Collected data entries
- Opening Delimiter -

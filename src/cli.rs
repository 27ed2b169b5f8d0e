//! CLI argument parsing for abtest

use crate::config::AnalysisConfig;
use anyhow::Result;
use clap::{Parser, ValueEnum};
use std::path::PathBuf;

/// Bootstrap resamples used when neither a flag nor a config file sets one
pub const DEFAULT_CLI_BOOTSTRAP: usize = 3000;

/// Output format for the summary report
#[derive(Debug, Clone, Copy, PartialEq, Eq, ValueEnum)]
pub enum OutputFormat {
    /// Markdown summary (default)
    Markdown,
    /// JSON for machine parsing
    Json,
}

#[derive(Parser, Debug)]
#[command(name = "abtest")]
#[command(version)]
#[command(about = "Two-group A/B test analyzer: Welch, Mann-Whitney and bootstrap lift CI", long_about = None)]
pub struct Cli {
    /// Delimited file with at least a group column and a metric column (.tsv = tab-separated)
    #[arg(value_name = "CSV")]
    pub csv: PathBuf,

    /// Name of the group column (must have exactly 2 distinct values)
    #[arg(long, value_name = "COL")]
    pub group: String,

    /// Name of the numeric metric column to test
    #[arg(long, value_name = "COL")]
    pub metric: String,

    /// Significance level (default: 0.05)
    #[arg(long, value_name = "ALPHA")]
    pub alpha: Option<f64>,

    /// Two-sided winsorization proportion, e.g. 0.01 (default: 0)
    #[arg(long, value_name = "P")]
    pub winsor: Option<f64>,

    /// Number of bootstrap resamples (default: 3000)
    #[arg(long = "bootstrap", value_name = "N")]
    pub bootstrap: Option<usize>,

    /// Seed for bootstrap resampling (default: 42)
    #[arg(long, value_name = "SEED", conflicts_with = "random_seed")]
    pub seed: Option<u64>,

    /// Draw a fresh bootstrap seed from OS entropy (echoed in the report)
    #[arg(long = "random-seed")]
    pub random_seed: bool,

    /// TOML file with analysis settings; flags override its values
    #[arg(long, value_name = "FILE")]
    pub config: Option<PathBuf>,

    /// Report format
    #[arg(long = "format", value_enum, default_value = "markdown")]
    pub format: OutputFormat,

    /// Where to write the report
    #[arg(long, value_name = "PATH", default_value = "ab_summary.md")]
    pub out: PathBuf,

    /// Also write a key-metrics panel for the dataset to this path
    #[arg(long, value_name = "PATH")]
    pub dashboard: Option<PathBuf>,

    /// Enable debug tracing on stderr
    #[arg(long)]
    pub debug: bool,
}

impl Cli {
    /// Merge defaults, the optional config file and explicit flags
    pub fn analysis_config(&self) -> Result<AnalysisConfig> {
        let mut config = match &self.config {
            Some(path) => AnalysisConfig::from_file(path)?,
            None => AnalysisConfig {
                n_boot: DEFAULT_CLI_BOOTSTRAP,
                ..AnalysisConfig::default()
            },
        };

        if let Some(alpha) = self.alpha {
            config.alpha = alpha;
        }
        if let Some(winsor) = self.winsor {
            config.winsor = winsor;
        }
        if let Some(n_boot) = self.bootstrap {
            config.n_boot = n_boot;
        }
        if self.random_seed {
            config.seed = None;
        } else if let Some(seed) = self.seed {
            config.seed = Some(seed);
        }

        Ok(config)
    }
}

- Closing Delimiter -

> _Description of the task_: Wherever the string "self" appears in a line above, copy that line.

> _Answer to the exercise_:
    pub fn analysis_config(&self) -> Result<AnalysisConfig> {
        let mut config = match &self.config {
        if let Some(alpha) = self.alpha {
        if let Some(winsor) = self.winsor {
        if let Some(n_boot) = self.bootstrap {
        if self.random_seed {
        } else if let Some(seed) = self.seed {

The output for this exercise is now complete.